Four criminal investigations into possible criminal euthanasia
8 maart 2018 - Openbaar Ministerie
The Board of Procurators General has decided that four criminal investigations will be instituted for possible criminal euthanasia, performed by two physicians. Two investigations are directed by the prosecutor's office of North Holland, one by the office of East Netherlands and the fourth by the prosecutor's office of The Hague.
Last year the regional review committee for euthanasia [Regionale Toetsingscommissie Euthanasie] (RTE) forwarded all four cases to the Public Prosecution Service [Openbaar Ministerie] (OM) for a criminal law review. This happens to every investigation when the RTE has concluded that a physician has not acted according to the standards for due care.
In the two cases investigated by a prosecutor in Noord-Holland, the same physician is involved. The investigation revolves around the death in May 2017 of a 67-year-old female, who lacked the capacity to express her own will and suffering from Alzheimer. The review committee found that the physician, at the time the life of the woman was terminated, was not able to ascertain if it was a voluntary and deliberate request for euthanasia because the living will had been drafted years before and had not been reconfirmed since. Furthermore the physician failed to substantiate why the suffering of the woman was unbearable.
Another case is about the termination of the life of an 84-year-old female in June last year. The woman regarded her life as hopeless because of several physical illnesses. The review committee considered, inter alia, that the physician could not have arrived at the conviction that other solutions to eliminate the suffering were lacking and that the suffering therefore was hopeless.

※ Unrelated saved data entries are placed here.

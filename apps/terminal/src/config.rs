use std::{fs, io, path::Path};

use anyhow::{bail, Context};
use serde::Deserialize;
use url::Url;

pub const DEFAULT_CONFIG_FILE: &str = "chess.toml";

#[derive(Debug, Clone, PartialEq, Eq, Deserialize)]
#[serde(default)]
pub struct Settings {
    pub server_url: String,
    pub request_timeout_secs: u64,
    pub log_filter: String,
}

impl Default for Settings {
    fn default() -> Self {
        Self {
            server_url: "http://127.0.0.1:8080".into(),
            request_timeout_secs: 10,
            log_filter: "info".into(),
        }
    }
}

/// Reads `path` if it exists, then layers environment overrides on top.
pub fn load_settings(path: &Path) -> anyhow::Result<Settings> {
    load_settings_with(path, |key| std::env::var(key).ok())
}

fn load_settings_with(
    path: &Path,
    lookup: impl Fn(&str) -> Option<String>,
) -> anyhow::Result<Settings> {
    let mut settings = match fs::read_to_string(path) {
        Ok(raw) => toml::from_str::<Settings>(&raw)
            .with_context(|| format!("failed to parse config file '{}'", path.display()))?,
        Err(err) if err.kind() == io::ErrorKind::NotFound => Settings::default(),
        Err(err) => {
            return Err(err)
                .with_context(|| format!("failed to read config file '{}'", path.display()))
        }
    };

    apply_env(&mut settings, lookup);
    Ok(settings)
}

fn apply_env(settings: &mut Settings, lookup: impl Fn(&str) -> Option<String>) {
    if let Some(v) = lookup("CHESS_SERVER_URL") {
        settings.server_url = v;
    }
    if let Some(v) = lookup("APP__SERVER_URL") {
        settings.server_url = v;
    }

    if let Some(v) = lookup("APP__REQUEST_TIMEOUT_SECS") {
        if let Ok(parsed) = v.trim().parse::<u64>() {
            settings.request_timeout_secs = parsed;
        }
    }

    if let Some(v) = lookup("APP__LOG_FILTER") {
        settings.log_filter = v;
    }
}

pub fn normalize_server_url(raw: &str) -> anyhow::Result<String> {
    let trimmed = raw.trim().trim_end_matches('/');
    if trimmed.is_empty() {
        bail!("server url is empty");
    }

    let url = Url::parse(trimmed).with_context(|| format!("invalid server url '{trimmed}'"))?;
    if !matches!(url.scheme(), "http" | "https") {
        bail!("server url '{trimmed}' must use http:// or https://");
    }

    Ok(trimmed.to_string())
}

A public prosecutor of the prosecutor's office Oost-Nederland is investigating the euthanasia on a 72-year-old female in April 2017. She was suffering from metastasized cancer, all options for treatment had been exhausted and she regarded her suffering as unbearable because of the rapid deterioration of her physical condition. Two days before her life was terminated the woman lapsed into a coma that caused serious aphasia and alternating reduced consciousness. In this case the review committee found, inter alia, that the physician was not able to ascertain that the decision for euthanasia was a voluntary and well-considered decision. There was no written living will. According to the committee the physician could also not arrive at the conviction that her suffering was unbearable based on the facts and circumstances in the period immediately before the euthanasia.
A prosecutor of the Prosecution Service in The Hague has instituted an investigation into the death of an 84-year-old female in February last year. Her freedom of movement had been very much restricted by pulmonary emphysema. The woman had a euthanasia statement and had clearly expressed that she no longer wanted to live. She refused to undergo any further examinations or treatments. One of the conclusions of the review committee was that the physician concluded to easily that the suffering of his patient was hopeless
Based on the Instruction decision to prosecute regarding active termination of life at request (euthanasia and assisted suicide) the Board of Procurators General is the organ that decides on whether or not to prosecute the physician in euthanasia cases. According to the Board the conduct of the physicians in the four cases mentioned earlier raises such suspicions that a criminal investigation is appropriate. When these investigations have been completed the Board will decide for each case whether or not the physician will be prosecuted.
In 2017 the RTE forwarded twelve files to the Prosecution Service for a criminal law review. According to the RTE in all these cases all these the actions lacked due care, was not acted with due care. At the moment there are still two cases under review. The other ten cases have been reviewed and in the four cases mentioned above the decision was made to institute a criminal investigation, in the other six other cases it was not.
In September last year the Board announces that a public prosecutor in The Hague is conducting an investigation into a possibly criminal euthanasia from 2016 on a 74-year-old female who was seriously demented and legally incapable. On short notice the examining magistrate will hear witnesses in this case. Furthermore expert reports will be drawn up. As soon as the investigation is completed it will be decided whether or not the physician will be prosecuted and if he or she has to stand trial.
The decisions of the RTE in the above mentioned cases can be found on the site of the euthanasia committee, under the numbers: 2017 -31, 2017 - 73, 2017 - 79 and 2017 - 103.